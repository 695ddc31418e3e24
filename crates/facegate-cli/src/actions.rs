//! Top-level commands: wire the real camera, models and terminal into the engine.

use crate::config::Config;
use crate::console::TerminalConsole;
use crate::engine::{EncodeSummary, Engine, EnrollOutcome, RecognizeOutcome, VerifyOutcome};
use anyhow::{Context, Result};
use facegate_core::{EncodingStore, Identity, OnnxAnalyzer};
use facegate_hw::Camera;
use std::path::Path;

fn engine(config: &Config) -> Result<Engine<'_, OnnxAnalyzer, TerminalConsole>> {
    let analyzer = OnnxAnalyzer::load(&config.model_dir)
        .with_context(|| format!("loading models from {}", config.model_dir.display()))?
        .with_detection_confidence(config.detection_confidence);
    Ok(Engine::new(config, analyzer, TerminalConsole::new()))
}

pub fn enroll(config: &Config) -> Result<String> {
    let outcome = engine(config)?.enroll(&config.capture_device())?;
    Ok(match outcome {
        EnrollOutcome::Enrolled { name, samples } => {
            format!("Enrolled '{name}' with {samples} sample(s).")
        }
        EnrollOutcome::Cancelled => "Enrollment cancelled.".to_string(),
        EnrollOutcome::Failed { captured, required } => {
            format!("Enrollment failed: camera stopped after {captured} of {required} captures.")
        }
    })
}

pub fn verify(config: &Config) -> Result<String> {
    // Empty store: answer before the models or the camera are touched.
    if EncodingStore::load(&config.store_path)?.is_empty() {
        return Ok("No faces saved. Please add a face first.".to_string());
    }
    let outcome = engine(config)?.verify(&config.capture_device())?;
    Ok(match outcome {
        VerifyOutcome::NoData => "No faces saved. Please add a face first.".to_string(),
        VerifyOutcome::Identified(labels) => describe(&labels),
        VerifyOutcome::Cancelled => "Verification cancelled.".to_string(),
        VerifyOutcome::TimedOut { liveness_confirmed: false } => {
            "Verification timed out: liveness was not confirmed.".to_string()
        }
        VerifyOutcome::TimedOut { liveness_confirmed: true } => {
            "Verification timed out: no face recognized.".to_string()
        }
        VerifyOutcome::CameraClosed => "Camera stopped before verification finished.".to_string(),
    })
}

pub fn recognize(config: &Config) -> Result<String> {
    let outcome = engine(config)?.recognize(&config.capture_device())?;
    Ok(match outcome {
        RecognizeOutcome::NoData => "No faces saved. Please add a face first.".to_string(),
        RecognizeOutcome::Finished { frames_processed } => {
            format!("Recognition stopped after {frames_processed} frame(s).")
        }
    })
}

pub fn encode_dir(config: &Config, dir: &Path) -> Result<String> {
    let EncodeSummary { images, faces, skipped } = engine(config)?.encode_dir(dir)?;
    Ok(format!(
        "Encoded {faces} face(s) from {images} image(s), skipped {skipped}. Store: {}",
        config.store_path.display()
    ))
}

pub fn list(config: &Config) -> Result<String> {
    let store = EncodingStore::load(&config.store_path)?;
    if store.is_empty() {
        return Ok(format!("No faces saved in {}.", config.store_path.display()));
    }
    let mut out = format!("{} encoding(s) in {}:", store.len(), config.store_path.display());
    for (name, count) in store.name_counts() {
        out.push_str(&format!("\n  {name:<20} {count} sample(s)"));
    }
    Ok(out)
}

pub fn devices() -> String {
    let devices = Camera::list_devices();
    if devices.is_empty() {
        return "No V4L2 capture devices found.".to_string();
    }
    devices
        .iter()
        .map(|d| format!("{:<14} {} ({}, {})", d.path, d.name, d.driver, d.bus))
        .collect::<Vec<_>>()
        .join("\n")
}

fn describe(labels: &[Identity]) -> String {
    let names: Vec<&str> = labels.iter().map(Identity::label).collect();
    if labels.iter().any(Identity::is_known) {
        format!("Verified: {}", names.join(", "))
    } else {
        format!("Not recognized: {}", names.join(", "))
    }
}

TASK DIRECTIONS:
From the line with "let store = EncodingStore::load(&config.store_path)?;" to the last line of the material, give every line again exactly, and only those lines.

OUTPUT:
    let store = EncodingStore::load(&config.store_path)?;
    if store.is_empty() {
        return Ok(format!("No faces saved in {}.", config.store_path.display()));
    }
    let mut out = format!("{} encoding(s) in {}:", store.len(), config.store_path.display());
    for (name, count) in store.name_counts() {
        out.push_str(&format!("\n  {name:<20} {count} sample(s)"));
    }
    Ok(out)
}

pub fn devices() -> String {
    let devices = Camera::list_devices();
    if devices.is_empty() {
        return "No V4L2 capture devices found.".to_string();
    }
    devices
        .iter()
        .map(|d| format!("{:<14} {} ({}, {})", d.path, d.name, d.driver, d.bus))
        .collect::<Vec<_>>()
        .join("\n")
}

fn describe(labels: &[Identity]) -> String {
    let names: Vec<&str> = labels.iter().map(Identity::label).collect();
    if labels.iter().any(Identity::is_known) {
        format!("Verified: {}", names.join(", "))
    } else {
        format!("Not recognized: {}", names.join(", "))
    }
}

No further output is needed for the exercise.